The mechanism of secondary active cotransport of protons is seen in Escherichia Coli cells taking up lactose and other sugars. The bacteria from a H+ gradient across the membrane using ATP from the oxidation of various fuels to power the pumping of protons. The cotransporter protein involved is called lactose permease, it has a structure as such that between the two main regions of the protein there is an opening into which lactose can fit. This binding pocket faces the outside of the cell. Proteins diffuse from the extracellular fluid down their electrochemical gradients into the permease binding site where they bind to a carboxyl group. The proton is followed by lactose which also binds causing a conformational change releasing the lactose to the other side of the cell along with the proton. As both the ion and the cotransported substance are moving in the same direction the lactose permease enzyme can be described as a symporter.
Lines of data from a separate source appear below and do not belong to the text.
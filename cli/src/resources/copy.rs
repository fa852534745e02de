//! Copy resource: file or directory tree duplicated at the destination.
use anyhow::Result;
use std::path::PathBuf;

use super::helpers::fs::{copy_path, ensure_parent_dir, remove_path, same_content};
use super::{Applicable, Resource, ResourceChange, ResourceState};
use crate::error::ResourceError;

/// A copy of `source` at `destination`, compared by SHA-256 content digest.
#[derive(Debug, Clone)]
pub struct CopyResource {
    /// File or directory to copy.
    pub source: PathBuf,
    /// Where the copy lives.
    pub destination: PathBuf,
}

impl CopyResource {
    /// Create a new copy resource.
    #[must_use]
    pub const fn new(source: PathBuf, destination: PathBuf) -> Self {
        Self {
            source,
            destination,
        }
    }
}

impl Applicable for CopyResource {
    fn description(&self) -> String {
        format!("{} <= {}", self.destination.display(), self.source.display())
    }

    fn apply(&self) -> Result<ResourceChange> {
        if !self.source.exists() {
            return Err(ResourceError::NotFound(self.source.display().to_string()).into());
        }
        ensure_parent_dir(&self.destination)?;
        remove_path(&self.destination)?;
        copy_path(&self.source, &self.destination).map_err(|e| {
            ResourceError::Copy(format!(
                "{} to {}: {e:#}",
                self.source.display(),
                self.destination.display()
            ))
        })?;
        Ok(ResourceChange::Applied)
    }
}

impl Resource for CopyResource {
    fn current_state(&self) -> Result<ResourceState> {
        if !self.source.exists() {
            return Ok(ResourceState::Invalid {
                reason: format!("source does not exist: {}", self.source.display()),
            });
        }
        let Ok(meta) = self.destination.symlink_metadata() else {
            return Ok(ResourceState::Missing);
        };
        if meta.is_symlink() {
            return Ok(ResourceState::Incorrect {
                current: "destination is a symlink".to_string(),
            });
        }
        if same_content(&self.source, &self.destination)? {
            Ok(ResourceState::Correct)
        } else {
            Ok(ResourceState::Incorrect {
                current: "content differs".to_string(),
            })
        }
    }
}
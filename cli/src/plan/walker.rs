//! Depth-first walk of one topic.
use std::collections::BTreeSet;
use std::ffi::OsStr;
use std::fs::{FileType, ReadDir};
use std::path::{Path, PathBuf};

use super::OperationSet;
use super::classify::Placement;
use super::resolver::Resolver;
use crate::config::CONF_FILE_NAME;
use crate::config::effective::EffectiveConfig;
use crate::error::PlanError;

/// Walk `topic` and return its operations.
///
/// Entries are visited in sorted order. Once a directory is classified with
/// a mode that places it whole (`copy`, `link`, `touch`), nothing below it is
/// visited again. Ignored directories are pruned the same way. Symlinks in
/// the source tree are treated as leaves and never followed.
///
/// # Errors
///
/// Returns a configuration error if any `dot.json` on the way cannot be
/// read or parsed; the topic produces no operations in that case.
pub fn walk(resolver: &Resolver, topic: &str) -> Result<OperationSet, PlanError> {
    let topic_dir = resolver.topic_dir(topic);
    let topic_config = resolver.descend(&resolver.topic_base(topic)?, &topic_dir)?;
    let mut walk = TopicWalk {
        resolver,
        placement: Placement::new(topic, &topic_config),
        claimed: BTreeSet::new(),
        operations: OperationSet::default(),
    };
    walk.enter(&topic_dir, &topic_config, true)?;
    Ok(walk.operations)
}

struct TopicWalk<'a> {
    resolver: &'a Resolver,
    placement: Placement,
    claimed: BTreeSet<PathBuf>,
    operations: OperationSet,
}

impl TopicWalk<'_> {
    fn is_claimed(&self, path: &Path) -> bool {
        self.claimed.iter().any(|prefix| path.starts_with(prefix))
    }

    /// Visit a child of a directory whose configuration is `parent`.
    fn visit(&mut self, path: &Path, is_dir: bool, parent: &EffectiveConfig) -> Result<(), PlanError> {
        if self.is_claimed(path) {
            return Ok(());
        }
        if parent.is_ignored(path) {
            tracing::debug!("ignoring {}", path.display());
            if is_dir {
                self.claimed.insert(path.to_path_buf());
            }
            return Ok(());
        }
        if is_dir {
            let config = self.resolver.descend(parent, path)?;
            self.enter(path, &config, true)
        } else {
            self.enter(path, parent, false)
        }
    }

    /// Classify `path` under `config` and record or recurse.
    fn enter(&mut self, path: &Path, config: &EffectiveConfig, is_dir: bool) -> Result<(), PlanError> {
        let classification = self.placement.classify(path, config, is_dir);
        if classification.mode.claims_subtree() {
            tracing::trace!(
                "{} {} -> {}",
                classification.mode,
                classification.source.display(),
                classification.destination.display()
            );
            self.operations.insert(
                classification.mode,
                classification.source,
                classification.destination,
            );
            if is_dir {
                self.claimed.insert(path.to_path_buf());
            }
            return Ok(());
        }
        if is_dir {
            for (child, child_is_dir) in children(path) {
                self.visit(&child, child_is_dir, config)?;
            }
        }
        Ok(())
    }
}

/// Sorted children of `dir`, minus override files.
///
/// Unreadable directories and entries are skipped with a warning.
fn children(dir: &Path) -> Vec<(PathBuf, bool)> {
    let entries = match std::fs::read_dir(dir) {
        Ok(entries) => entries,
        Err(err) => {
            tracing::warn!("skipping unreadable directory {}: {err}", dir.display());
            return Vec::new();
        }
    };
    readable_entries(dir, entries)
        .into_iter()
        .filter_map(|(path, file_type)| {
            let is_dir = file_type.is_dir();
            if !is_dir && path.file_name() == Some(OsStr::new(CONF_FILE_NAME)) {
                return None;
            }
            Some((path, is_dir))
        })
        .collect()
}

/// Entries of `dir` with their (unfollowed) file types, sorted by path.
///
/// An entry that cannot be read or typed is skipped with a warning.
pub(super) fn readable_entries(dir: &Path, entries: ReadDir) -> Vec<(PathBuf, FileType)> {
    let mut out: Vec<(PathBuf, FileType)> = entries
        .filter_map(|entry| {
            let entry = match entry {
                Ok(entry) => entry,
                Err(err) => {
                    tracing::warn!("skipping entry in {}: {err}", dir.display());
                    return None;
                }
            };
            match entry.file_type() {
                Ok(file_type) => Some((entry.path(), file_type)),
                Err(err) => {
                    tracing::warn!("skipping {}: {err}", entry.path().display());
                    None
                }
            }
        })
        .collect();
    out.sort_by(|a, b| a.0.cmp(&b.0));
    out
}
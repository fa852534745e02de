// Shared helpers for integration tests.
//
// Provides a pair of temporary directories (configuration tree and output
// root) with a small builder, so each test describes only the files it
// cares about.
//
// Used by all integration test binaries that declare `mod common;`.
#![allow(dead_code)]

use std::cell::RefCell;
use std::path::{Path, PathBuf};

use dotter_cli::apply::Prompt;
use dotter_cli::cli::GlobalOpts;
use dotter_cli::config::Settings;

/// An isolated configuration tree and output root, both backed by
/// [`tempfile::TempDir`] and deleted when dropped.
pub struct Fixture {
    /// Configuration directory holding the categories.
    pub conf: tempfile::TempDir,
    /// Output root destinations are placed under.
    pub root: tempfile::TempDir,
}

impl Fixture {
    /// Create empty configuration and root directories.
    pub fn new() -> Self {
        Self {
            conf: tempfile::tempdir().expect("create conf dir"),
            root: tempfile::tempdir().expect("create root dir"),
        }
    }

    /// Write `content` to `relative` under the configuration directory,
    /// creating parent directories.
    pub fn file(self, relative: &str, content: &str) -> Self {
        let path = self.conf.path().join(relative);
        if let Some(parent) = path.parent() {
            std::fs::create_dir_all(parent).expect("create parent dir");
        }
        std::fs::write(&path, content).expect("write conf file");
        self
    }

    /// Create an empty directory under the configuration directory.
    pub fn dir(self, relative: &str) -> Self {
        std::fs::create_dir_all(self.conf.path().join(relative)).expect("create conf dir");
        self
    }

    /// Absolute path under the configuration directory.
    pub fn src(&self, relative: &str) -> PathBuf {
        self.conf.path().join(relative)
    }

    /// Absolute path under the output root.
    pub fn dst(&self, relative: &str) -> PathBuf {
        self.root.path().join(relative)
    }

    /// Settings pointing at this fixture.
    pub fn settings(&self) -> Settings {
        Settings::new(self.conf.path().to_path_buf(), self.root.path().to_path_buf())
            .expect("fixture settings")
    }

    /// Global options pointing at this fixture.
    pub fn global(&self) -> GlobalOpts {
        GlobalOpts {
            root: Some(self.root.path().to_path_buf()),
            conf_dir: Some(self.conf.path().to_path_buf()),
        }
    }

    /// Replace both temporary prefixes in `text` with `<conf>` and `<root>`.
    pub fn normalize(&self, text: &str) -> String {
        text.replace(&path_str(self.conf.path()), "<conf>")
            .replace(&path_str(self.root.path()), "<root>")
    }
}

fn path_str(path: &Path) -> String {
    path.to_string_lossy().into_owned()
}

/// A [`Prompt`] that always gives the same answer and remembers the
/// questions it was asked.
pub struct FixedPrompt {
    answer: bool,
    pub asked: RefCell<Vec<String>>,
}

impl FixedPrompt {
    pub fn new(answer: bool) -> Self {
        Self {
            answer,
            asked: RefCell::new(Vec::new()),
        }
    }
}

impl Prompt for FixedPrompt {
    fn confirm(&self, question: &str) -> bool {
        self.asked.borrow_mut().push(question.to_string());
        self.answer
    }
}
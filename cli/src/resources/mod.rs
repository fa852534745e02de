//! Idempotent placement primitives (check + apply pattern).
pub mod copy;
pub mod helpers;
pub mod link;
pub mod touch;

use anyhow::Result;

use crate::config::modes::Mode;
use crate::plan::Operation;

pub use copy::CopyResource;
pub use link::LinkResource;
pub use touch::TouchResource;

/// Minimal interface for resources that can be described and applied.
pub trait Applicable {
    /// Human-readable description of this resource.
    fn description(&self) -> String;

    /// Apply the resource change.
    ///
    /// This method should:
    /// - Create parent directories if needed
    /// - Replace whatever is at the destination
    /// - Return the appropriate `ResourceChange` result
    ///
    /// # Errors
    ///
    /// Returns an error if the resource cannot be applied due to I/O failures,
    /// permission issues, or a vanished source.
    fn apply(&self) -> Result<ResourceChange>;
}

/// State of a destination relative to what the plan wants there.
///
/// # Examples
///
/// ```
/// use dotter_cli::resources::ResourceState;
///
/// let missing = ResourceState::Missing;
/// let wrong = ResourceState::Incorrect { current: "points to /other".into() };
///
/// assert_ne!(missing, ResourceState::Correct);
/// assert!(matches!(wrong, ResourceState::Incorrect { .. }));
/// ```
#[derive(Debug, Clone, PartialEq, Eq)]
pub enum ResourceState {
    /// Nothing exists at the destination.
    Missing,
    /// The destination already matches.
    Correct,
    /// Something else exists at the destination.
    Incorrect {
        /// What is there now.
        current: String,
    },
    /// The operation cannot be applied (e.g. the source vanished).
    Invalid {
        /// Reason why the resource cannot be applied.
        reason: String,
    },
}

/// Result of applying a resource change.
#[derive(Debug, Clone, PartialEq, Eq)]
pub enum ResourceChange {
    /// Resource was created or updated.
    Applied,
    /// Resource was already correct (no change needed).
    AlreadyCorrect,
    /// Resource was skipped.
    Skipped {
        /// Reason why the resource was skipped.
        reason: String,
    },
}

/// A resource that can inspect its own destination.
pub trait Resource: Applicable {
    /// Check the current state of the resource.
    ///
    /// # Errors
    ///
    /// Returns an error if the state cannot be determined due to I/O failures.
    fn current_state(&self) -> Result<ResourceState>;

    /// Determine if the resource needs to be changed.
    ///
    /// # Errors
    ///
    /// Propagates errors from `current_state()`.
    fn needs_change(&self) -> Result<bool> {
        Ok(matches!(
            self.current_state()?,
            ResourceState::Missing | ResourceState::Incorrect { .. }
        ))
    }
}

/// The resource that carries out `operation`, or `None` for `rlink`, which
/// is a traversal mode and never placed as a unit.
#[must_use]
pub fn for_operation(operation: &Operation) -> Option<Box<dyn Resource>> {
    let source = operation.source.clone();
    let destination = operation.destination.clone();
    match operation.mode {
        Mode::Copy => Some(Box::new(CopyResource::new(source, destination))),
        Mode::Link => Some(Box::new(LinkResource::new(source, destination))),
        Mode::Touch => Some(Box::new(TouchResource::new(source, destination))),
        Mode::Rlink => None,
    }
}
//! Domain-specific error types for the dotter engine.
//!
//! Planning code returns typed errors ([`ConfigError`], [`PlanError`]) so
//! callers and tests can tell a broken `dot.json` from a missing topic.
//! Resources raise [`ResourceError`] inside `anyhow` context chains. Command
//! handlers at the CLI boundary convert everything to [`anyhow::Error`] via
//! the standard `?` operator.
//!
//! # Error types
//!
//! ```text
//! ConfigError    : settings, dot.json loading and parsing, ignore patterns
//! PlanError      : category/topic lookup, wrapped config errors
//! ResourceError  : copy, link and touch operations
//! ```

use std::path::PathBuf;

use thiserror::Error;

/// Errors that arise while locating and loading configuration.
#[derive(Error, Debug)]
pub enum ConfigError {
    /// A required directory (configuration dir or output root) is absent.
    #[error("{kind} is not found '{}'", path.display())]
    DirNotFound {
        /// Which directory was expected (e.g. `"Configuration dir"`).
        kind: &'static str,
        /// Path that was checked.
        path: PathBuf,
    },

    /// A `dot.json` fragment exists but is not valid configuration.
    #[error("Can not parse configuration {}: {message}", path.display())]
    Parse {
        /// Path to the fragment.
        path: PathBuf,
        /// Parser message.
        message: String,
    },

    /// An I/O error occurred while reading a fragment.
    #[error("IO error reading configuration {}: {source}", path.display())]
    Io {
        /// Path to the file that could not be read.
        path: PathBuf,
        /// Underlying I/O error.
        source: std::io::Error,
    },

    /// A directory was resolved that does not lie under the category root.
    #[error("{} is outside of category {}", path.display(), category.display())]
    OutsideCategory {
        /// Path that was resolved.
        path: PathBuf,
        /// Category root.
        category: PathBuf,
    },

    /// The merged configuration lacks a reserved key that planning injects.
    #[error("Configuration is missing reserved key '{0}'")]
    MissingReserved(&'static str),

    /// A glob in an `ignore` list could not be compiled. Never fatal.
    #[error("Invalid ignore pattern '{pattern}': {message}")]
    IgnorePattern {
        /// The offending pattern.
        pattern: String,
        /// Compiler message.
        message: String,
    },
}

/// Errors that arise while planning a category.
#[derive(Error, Debug)]
pub enum PlanError {
    /// The requested category is not a directory under the configuration dir.
    #[error("Category {category} is not found under '{}'", conf_dir.display())]
    UnknownCategory {
        /// Requested category.
        category: String,
        /// Configuration directory that was searched.
        conf_dir: PathBuf,
    },

    /// The requested topic is not present (or ignored) in the category.
    #[error("Topic ({topic}) does not exist in category {category}")]
    UnknownTopic {
        /// Requested topic.
        topic: String,
        /// Category that was searched.
        category: String,
    },

    /// An entry of the category tree could not be inspected.
    #[error("Can not read {}: {source}", path.display())]
    Io {
        /// Entry that failed.
        path: PathBuf,
        /// Underlying I/O error.
        source: std::io::Error,
    },

    /// Structural configuration failure; aborts the whole category.
    #[error(transparent)]
    Config(#[from] ConfigError),
}

/// Errors that arise from resource operations.
#[derive(Error, Debug)]
pub enum ResourceError {
    /// A symlink operation failed.
    #[error("Symlink error: {0}")]
    Symlink(String),

    /// A copy operation failed.
    #[error("Copy error: {0}")]
    Copy(String),

    /// The source of an operation was not found.
    #[error("File not found: {0}")]
    NotFound(String),
}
A simpler use of proton gradients is in the formation of microenvironments with the cell that have differing internal and external pHs. As pH is directly related to H+ concentration controlling the number of protons either side of a membrane allows pH to be altered. An example of this use of proton gradients is in the intracellular lysosomes. Here a special type of proton pump known as a V-ATPase uses ATP to translocate protons into the endosome thus increasing the H+ concentration. As a result the pH is lowered to about pH5 in contrast to the cytosolic pH of about 7. This low internal pH is required by the lysosomal enzymes in order to function, and without it, as seen when a lysosome ruptures, the enzymes cannot function.

In bacteria proton gradients are at times formed by running ATP synthetic enzymes in the reverse direction. ATP synthase is a transmembrane protein that couples the energy released by the movement of protons down their gradients with the formation of ATP from ADP and P. This flow of protons is known as the proton motive force and is used to drive thermodynamically unfavourable actions such as the formation of ATP.

When driven in reverse, the hydrolysis of ATP can provide energy to pump H+ ions. Though this process seems a contradictory use of ATP, it is used in important processes such as flagellar rotations, providing movement and delivering nutrients to the cell. The rotation of the flagellum is brought about when proteins flow down there electrochemical gradients and through a rotary ATPase protein at the base. The energy from the chemiosmosi, as the movement is termed, causes the base of the protein to rotate and thus turns the flagellum.

Fermenting bacteria often use this reversal of ATP synthase method to create their proton gradients because they have no access to oxygen and therefore have none of the adaptations for H+ gradient formation seen in aerobic cells such as complex electron transport chains.

In some prokaryotes such as cyano bacteria, their H+ gradients are created by photophosphorylation whereby light is used to power proton pumping in an electron transport chain similar to that seen in photosynthesis.